On Friday nights at camp, we let the kids stay up all night. It's called No Curfew Night, and in our Behavior Standards we describe it as a way to safely allow the kids to test their own boundaries and discover what it means to engage in the consequences of their own choices. (They have to clean the camp the next day, so if they are sluggish and cranky it's much worse for them.) NCN's tend to be hilarious, wild, and a great time for pranks and inside jokes.
For last night's NCN, Kelsey and I led a workshop called Shake 'n Bake, which combined baking cookies with dancing to a playlist of songs that all had the phrase "shake it" involved. Last night I danced hard and ate cookies made from scratch, drank a glass of milk with a group of 13-year olds who rarely get to relax in their real lives, and modeled joy by feeling it, deep and true.

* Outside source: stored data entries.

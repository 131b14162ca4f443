// Browser UI server.
//
// Three routes glue the pieces together: `GET /` serves the page,
// `GET /api/media` lists the media library and `POST /upload` removes the
// background of an uploaded image and publishes it. The blocking work of
// each request runs on its own blocking thread; requests share nothing
// mutable.

use crate::api::{FloridayClient, MediaItem};
use crate::config::ClientConfig;
use crate::error::Result;
use crate::magic_wand::{remove_background, transparent_output_path, BackgroundRemover};
use crate::page::render_index_html;
use axum::extract::multipart::{MultipartError, MultipartRejection};
use axum::extract::{DefaultBodyLimit, Multipart, State};
use axum::http::{header, StatusCode};
use axum::response::{IntoResponse, Response};
use axum::routing::{get, post};
use axum::Router;
use serde_json::{json, Value};
use std::io::Write;
use std::path::PathBuf;
use std::sync::Arc;
use tokio::net::TcpListener;
use tracing::{error, info, warn};

/// Largest request body accepted on `/upload`.
pub const MAX_UPLOAD_BYTES: usize = 25 * 1024 * 1024;

const DEFAULT_OUTPUT_DIR: &str = "output";

/// Everything a request needs. Read-only once the server runs.
pub struct AppState {
    pub client_config: ClientConfig,
    pub remover: Arc<dyn BackgroundRemover>,
    /// Where `<temp-stem>-transparent.png` files are written.
    pub output_dir: PathBuf,
    /// Where uploaded images are staged before processing.
    pub temp_dir: PathBuf,
}

impl AppState {
    pub fn new(client_config: ClientConfig, remover: Arc<dyn BackgroundRemover>) -> Self {
        AppState {
            client_config,
            remover,
            output_dir: PathBuf::from(DEFAULT_OUTPUT_DIR),
            temp_dir: std::env::temp_dir(),
        }
    }

    pub fn with_output_dir(mut self, output_dir: impl Into<PathBuf>) -> Self {
        self.output_dir = output_dir.into();
        self
    }

    pub fn with_temp_dir(mut self, temp_dir: impl Into<PathBuf>) -> Self {
        self.temp_dir = temp_dir.into();
        self
    }
}

/// Build the router. Unknown paths and unsupported methods answer 404 JSON.
pub fn router(state: Arc<AppState>) -> Router {
    Router::new()
        .route("/", get(index).fallback(not_found))
        .route("/api/media", get(list_media).fallback(not_found))
        .route("/upload", post(upload).fallback(not_found))
        .fallback(not_found)
        .layer(DefaultBodyLimit::max(MAX_UPLOAD_BYTES))
        .with_state(state)
}

/// Serve until Ctrl-C.
pub async fn serve(listener: TcpListener, state: Arc<AppState>) -> std::io::Result<()> {
    axum::serve(listener, router(state))
        .with_graceful_shutdown(shutdown_signal())
        .await
}

async fn shutdown_signal() {
    if let Err(e) = tokio::signal::ctrl_c().await {
        error!(error = %e, "Failed to listen for shutdown signal");
        std::future::pending::<()>().await;
    }
    info!("Shutdown signal received");
}

fn html_response(status: StatusCode, html: String) -> Response {
    (
        status,
        [(header::CONTENT_TYPE, "text/html; charset=utf-8")],
        html,
    )
        .into_response()
}

fn json_response(status: StatusCode, payload: &Value) -> Response {
    (
        status,
        [(header::CONTENT_TYPE, "application/json; charset=utf-8")],
        payload.to_string(),
    )
        .into_response()
}

async fn index() -> Response {
    html_response(StatusCode::OK, render_index_html(None))
}

async fn not_found() -> Response {
    json_response(StatusCode::NOT_FOUND, &json!({"error": "Not found"}))
}

/// Run blocking work on its own thread and flatten the join error into a
/// displayable message.
async fn run_blocking<T, F>(work: F) -> std::result::Result<T, String>
where
    F: FnOnce() -> Result<T> + Send + 'static,
    T: Send + 'static,
{
    match tokio::task::spawn_blocking(work).await {
        Ok(Ok(value)) => Ok(value),
        Ok(Err(e)) => Err(e.to_string()),
        Err(e) => Err(format!("interne fout: {e}")),
    }
}

async fn list_media(State(state): State<Arc<AppState>>) -> Response {
    let config = state.client_config.clone();
    match run_blocking(move || FloridayClient::new(config)?.list_media()).await {
        Ok(items) => {
            info!(count = items.len(), "Listed media");
            let items: Vec<Value> = items.into_iter().map(Value::Object).collect();
            json_response(StatusCode::OK, &Value::Array(items))
        }
        Err(message) => {
            warn!(error = %message, "Listing media failed");
            json_response(StatusCode::BAD_GATEWAY, &json!({"error": message}))
        }
    }
}

#[derive(Default)]
struct UploadForm {
    image: Option<Vec<u8>>,
    title: Option<String>,
}

async fn read_upload_form(mut multipart: Multipart) -> std::result::Result<UploadForm, MultipartError> {
    let mut form = UploadForm::default();
    while let Some(field) = multipart.next_field().await? {
        match field.name() {
            Some("image") => {
                let has_file = field.file_name().is_some_and(|name| !name.is_empty());
                let bytes = field.bytes().await?;
                if has_file {
                    form.image = Some(bytes.to_vec());
                }
            }
            Some("title") => {
                form.title = Some(field.text().await?);
            }
            _ => continue,
        }
    }
    Ok(form)
}

async fn upload(
    State(state): State<Arc<AppState>>,
    multipart: std::result::Result<Multipart, MultipartRejection>,
) -> Response {
    let form = match multipart {
        Ok(multipart) => match read_upload_form(multipart).await {
            Ok(form) => form,
            Err(e) => {
                warn!(error = %e, "Reading upload form failed");
                return html_response(
                    e.status(),
                    render_index_html(Some(&format!("Upload mislukt: {e}"))),
                );
            }
        },
        // No multipart body at all counts as "no image".
        Err(rejection) => {
            warn!(error = %rejection, "Upload without multipart body");
            UploadForm::default()
        }
    };

    let Some(image) = form.image else {
        return html_response(
            StatusCode::BAD_REQUEST,
            render_index_html(Some("Geen afbeelding geüpload.")),
        );
    };
    let title = form.title.filter(|t| !t.trim().is_empty());
    info!(bytes = image.len(), title = ?title, "Upload received");

    let job_state = Arc::clone(&state);
    let outcome = run_blocking(move || process_upload(&job_state, &image, title.as_deref())).await;
    match outcome {
        Ok(result) => {
            let message = format!("Upload succesvol: {}", Value::Object(result));
            html_response(StatusCode::OK, render_index_html(Some(&message)))
        }
        Err(message) => {
            warn!(error = %message, "Upload failed");
            html_response(
                StatusCode::BAD_GATEWAY,
                render_index_html(Some(&format!("Upload mislukt: {message}"))),
            )
        }
    }
}

/// Stage the image in a temp file, cut it out and upload the result. The
/// temp file is removed when it goes out of scope, on every path.
fn process_upload(state: &AppState, image: &[u8], title: Option<&str>) -> Result<MediaItem> {
    let mut staged = tempfile::Builder::new()
        .prefix("magic-wand-")
        .suffix(".upload")
        .tempfile_in(&state.temp_dir)?;
    staged.write_all(image)?;
    staged.flush()?;

    let output = transparent_output_path(&state.output_dir, staged.path());
    let cleaned = remove_background(state.remover.as_ref(), staged.path(), &output)?;
    let client = FloridayClient::new(state.client_config.clone())?;
    client.upload_media(&cleaned, title, None)
}
use std::fs::File;
use std::io::{self, BufReader, BufWriter, Write};

use anyhow::{Context, Result};
use clap::{Parser, ValueEnum};
use tracing_subscriber::EnvFilter;

use ccros_rs::{
    ConvertConfig, Converter, JsonRenderer, Renderer, Strictness, TextRenderer, VhdlRenderer,
    BANNER,
};

#[derive(Debug, Clone, Copy, ValueEnum)]
enum OutputFormat {
    Vhdl,
    Text,
    Json,
}

#[derive(Parser, Debug)]
#[command(
    author,
    about = "Convert a CCROS listing into packed 56-bit control-store words",
    disable_version_flag = true
)]
struct Opts {
    /// Print the version banner and exit
    #[arg(short = 'v', long = "version")]
    version: bool,
    /// Input listing (defaults to stdin)
    #[arg(short, long, value_name = "FILE")]
    input: Option<String>,
    /// Output file (defaults to stdout)
    #[arg(short, long, value_name = "FILE")]
    output: Option<String>,
    #[arg(long, value_enum, default_value_t = OutputFormat::Vhdl)]
    format: OutputFormat,
    /// Emit all 56 bit positions, including the fixed end marker
    #[arg(long)]
    full_width: bool,
    /// Reject non-hex ADDR/CN digits and bit characters other than 0, 1, ?
    #[arg(long)]
    strict: bool,
    /// Maximum number of entries
    #[arg(long, default_value_t = ccros_rs::store::DEFAULT_CAPACITY)]
    capacity: usize,
    /// Accept an additional 3-character version tag. Repeat to add several.
    #[arg(long = "accept", value_name = "TAG")]
    accept: Vec<String>,
}

fn main() -> Result<()> {
    tracing_subscriber::fmt()
        .with_env_filter(EnvFilter::from_default_env())
        .with_writer(io::stderr)
        .init();

    let opts = Opts::parse();
    if opts.version {
        println!("{BANNER}");
        return Ok(());
    }

    let mut cfg = ConvertConfig {
        capacity: opts.capacity,
        strictness: if opts.strict { Strictness::Strict } else { Strictness::Lenient },
        ..ConvertConfig::default()
    };
    for tag in &opts.accept {
        anyhow::ensure!(tag.len() == 3, "version tag must be 3 characters: {tag:?}");
        cfg.accepted_versions.insert(tag.as_str());
    }

    let conv = Converter::new(cfg);
    let (store, _stats) = match &opts.input {
        Some(path) => {
            let f = File::open(path).with_context(|| format!("opening {path}"))?;
            conv.convert(BufReader::new(f))?
        }
        None => conv.convert(io::stdin().lock())?,
    };

    let renderer: Box<dyn Renderer> = match opts.format {
        OutputFormat::Vhdl => Box::new(VhdlRenderer { full_width: opts.full_width }),
        OutputFormat::Text => Box::new(TextRenderer { full_width: opts.full_width }),
        OutputFormat::Json => Box::new(JsonRenderer { full_width: opts.full_width }),
    };

    let mut out: Box<dyn Write> = match &opts.output {
        Some(path) => Box::new(BufWriter::new(
            File::create(path).with_context(|| format!("creating {path}"))?,
        )),
        None => Box::new(BufWriter::new(io::stdout().lock())),
    };
    renderer.render(store.entries(), &mut out)?;
    out.flush()?;

    Ok(())
}

#[cfg(test)]
mod tests {
    use super::*;

    #[test]
    fn short_v_is_the_banner_flag() {
        let opts = Opts::try_parse_from(["ccros-convert", "-v"]).unwrap();
        assert!(opts.version);
    }

    #[test]
    fn defaults_reproduce_historical_run() {
        let opts = Opts::try_parse_from(["ccros-convert"]).unwrap();
        assert!(!opts.strict && !opts.full_width);
        assert_eq!(opts.capacity, 4096);
        assert!(matches!(opts.format, OutputFormat::Vhdl));
    }
}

We had eight kids in the kitchen greasing pans while bouncing to Big Maybelle's "Whole Lotta Shakin' Goin' On." While the cookies baked, we made up dance moves and followed each other around the big kitchen block. At one point, we put our arms around each other and sang Regina Spektor's "Fidelity" in a swaying circle. We burnt the cookies a bit, because we got distracted by "Shake Ya Tail Feather." It was one of my favorite hours so far in camp.

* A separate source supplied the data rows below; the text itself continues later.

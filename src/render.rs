use std::io::{self, Write};

use serde::Serialize;

use crate::word::ControlWord;

pub trait Renderer {
    fn render(&self, entries: &[ControlWord], out: &mut dyn Write) -> io::Result<()>;
}

/// VHDL constant-array entries: `16#102# => "0111...",` with CRLF line ends.
#[derive(Debug, Default, Clone, Copy)]
pub struct VhdlRenderer {
    /// Emit all 56 positions instead of the 55 meaningful ones.
    pub full_width: bool,
}

impl Renderer for VhdlRenderer {
    fn render(&self, entries: &[ControlWord], out: &mut dyn Write) -> io::Result<()> {
        for w in entries {
            let bits = if self.full_width { w.to_bit_string() } else { w.meaningful_bits() };
            write!(out, "16#{:03x}# => \"{}\",\r\n", w.address(), bits)?;
        }
        Ok(())
    }
}

#[derive(Debug, Default, Clone, Copy)]
pub struct TextRenderer {
    pub full_width: bool,
}

impl Renderer for TextRenderer {
    fn render(&self, entries: &[ControlWord], out: &mut dyn Write) -> io::Result<()> {
        for w in entries {
            let bits = if self.full_width { w.to_bit_string() } else { w.meaningful_bits() };
            writeln!(out, "{:03X} {}", w.address(), bits)?;
        }
        Ok(())
    }
}

#[derive(Debug, Clone, Serialize)]
struct EntryOut {
    address: String,
    bits: String,
}

#[derive(Debug, Default, Clone, Copy)]
pub struct JsonRenderer {
    pub full_width: bool,
}

impl Renderer for JsonRenderer {
    fn render(&self, entries: &[ControlWord], out: &mut dyn Write) -> io::Result<()> {
        let rows: Vec<EntryOut> = entries
            .iter()
            .map(|w| EntryOut {
                address: format!("{:03X}", w.address()),
                bits: if self.full_width { w.to_bit_string() } else { w.meaningful_bits() },
            })
            .collect();
        serde_json::to_writer_pretty(&mut *out, &rows)?;
        writeln!(out)
    }
}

Not only was it lighthearted and delicious, it still was doing some of the very important work of Rowe: undermining broader cultural norms. We had an intergenerational dance party happening, which is very rare in our country. We made it normal for boys to bake cookies by not ever discussing how "cute" it was that they were doing so. We made music with spoons and pans, which reinforced for us all the infinite possibilities for entertainment and art in every day life. I make those meanings explicit for myself, and for you, because that's how I believe intellectuals and great artists look at the world. It's as important to celebrate the intention behind something like Shake n' Bake as it is to celebrate how relentlessly enjoyable it was.

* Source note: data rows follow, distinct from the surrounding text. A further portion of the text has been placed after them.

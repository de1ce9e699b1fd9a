use bitvec::prelude::*;

use crate::field::{bit_of, parse_hex, to_binary_digits};
use crate::layout::{Field, LineRecord};
use crate::parity::{erratum_for, parity, Coverage, ParityBits, PC_COVERAGE, PN_COVERAGE, PS_COVERAGE};

pub const WORD_BITS: usize = 56;
/// Positions 0..=54 carry data; 55 is the fixed end marker.
pub const MEANINGFUL_BITS: usize = 55;
pub const ADDRESS_BITS: usize = 12;

pub type WordBits = BitArr!(for WORD_BITS, in u64, Msb0);

/// Where each verbatim bit-group field lands in the word.
pub const PLACEMENT: &[(Field, usize)] = &[
    (Field::Ch, 9),
    (Field::Cl, 13),
    (Field::Cm, 17),
    (Field::Cu, 20),
    (Field::Ca, 22),
    (Field::Cb, 26),
    (Field::Ck, 28),
    (Field::Pk, 32),
    (Field::Cd, 34),
    (Field::Cf, 38),
    (Field::Cg, 41),
    (Field::Cv, 43),
    (Field::Cc, 45),
    (Field::Cs, 48),
    (Field::Aa, 52),
    (Field::As, 53),
    (Field::Ak, 54),
];

const CN_POSITION: usize = 1;
const CN_WIDTH: usize = 6;

/// One packed control-store word.
#[derive(Debug, Clone, Copy)]
pub struct ControlWord {
    address: u16,
    bits: WordBits,
}

impl PartialEq for ControlWord {
    fn eq(&self, other: &Self) -> bool {
        self.address == other.address && self.bits() == other.bits()
    }
}

impl Eq for ControlWord {}

impl ControlWord {
    pub fn address(&self) -> u16 {
        self.address
    }

    pub fn bits(&self) -> &BitSlice<u64, Msb0> {
        &self.bits[..WORD_BITS]
    }

    pub fn bit(&self, pos: usize) -> bool {
        self.bits[pos]
    }

    pub fn parity_bit(&self, which: ParityBits) -> Option<bool> {
        which.position().map(|p| self.bits[p])
    }

    /// All 56 positions, MSB first.
    pub fn to_bit_string(&self) -> String {
        render_bits(&self.bits[..WORD_BITS])
    }

    /// Positions 0..=54, the form historically emitted into the VHDL table.
    pub fn meaningful_bits(&self) -> String {
        render_bits(&self.bits[..MEANINGFUL_BITS])
    }
}

fn render_bits(bits: &BitSlice<u64, Msb0>) -> String {
    bits.iter().by_vals().map(|b| if b { '1' } else { '0' }).collect()
}

#[derive(Debug, Default, Clone, Copy)]
pub struct WordPacker;

impl WordPacker {
    pub fn new() -> Self {
        Self
    }

    pub fn pack(&self, rec: &LineRecord<'_>) -> ControlWord {
        let mut word = self.pack_unflipped(rec);
        let flip = erratum_for(word.address);
        for which in flip.iter() {
            if let Some(p) = which.position() {
                let cur = word.bits[p];
                word.bits.set(p, !cur);
            }
        }
        word
    }

    /// Packed word with the general-case parity, before any erratum flips.
    pub fn pack_unflipped(&self, rec: &LineRecord<'_>) -> ControlWord {
        let address = (parse_hex(rec.field(Field::Addr)) & 0xFFF) as u16;
        let addr_binary = to_binary_digits(address, ADDRESS_BITS);

        // Placeholders for PN, PS, PA, PC stay clear; position 55 is the end marker.
        let mut bits = WordBits::ZERO;

        // Only the top six bits of the 8-bit CN rendering are kept.
        let cn = to_binary_digits(parse_hex(rec.field(Field::Cn)), 8);
        for (i, ch) in cn.bytes().take(CN_WIDTH).enumerate() {
            bits.set(CN_POSITION + i, bit_of(ch));
        }

        // `?` and any other non-'1' character land as a clear bit.
        for &(field, pos) in PLACEMENT {
            for (i, &ch) in rec.field(field).iter().enumerate() {
                bits.set(pos + i, bit_of(ch));
            }
        }

        let pa = parity(true, addr_binary.bytes().map(bit_of));
        bits.set(8, pa);

        for cov in [PN_COVERAGE, PS_COVERAGE, PC_COVERAGE] {
            let p = cover(&bits, &cov);
            if let Some(pos) = cov.bit.position() {
                bits.set(pos, p);
            }
        }

        ControlWord { address, bits }
    }
}

fn cover(bits: &WordBits, cov: &Coverage) -> bool {
    parity(true, cov.positions().map(|p| bits[p]))
}

#[cfg(test)]
mod tests {
    use super::*;
    use crate::layout::FIELDS;

    #[test]
    fn placement_is_contiguous_and_disjoint() {
        let mut used = [false; WORD_BITS];
        for p in [0, 7, 8, 33, 55] {
            used[p] = true;
        }
        for i in 0..CN_WIDTH {
            used[CN_POSITION + i] = true;
        }
        for &(field, pos) in PLACEMENT {
            for i in 0..field.desc().width {
                assert!(!used[pos + i], "overlap at {}", pos + i);
                used[pos + i] = true;
            }
        }
        assert!(used.iter().all(|&u| u));
        // every bit-group field except the hex ones is placed
        assert_eq!(PLACEMENT.len(), FIELDS.len() - 2);
    }
}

This is the dilemma for me of understanding "fun." I have stopped believing in "just fun," because the activities that bring me delight, ecstatic happiness, and quiet enjoyment tend to have some underlying layer of meaning: they offer me new information, undermine an assumption, surprise me, expand my categories, and so on. There's a whole host of jokes I don't think are funny because I can't enjoy reinforcing stereotypes or saying the same thing over and over again. It's still a challenge sometimes for me to discover why I think something is "fun," but I love the habit of asking the question. Anthony and I decided not to use the word anymore, but to try more precise ways to describe what we're feeling when we think: "That was fun!"
So. Shake n' Bake = community-supporting, stereotype-destorying, joyful, kinetic, comforting.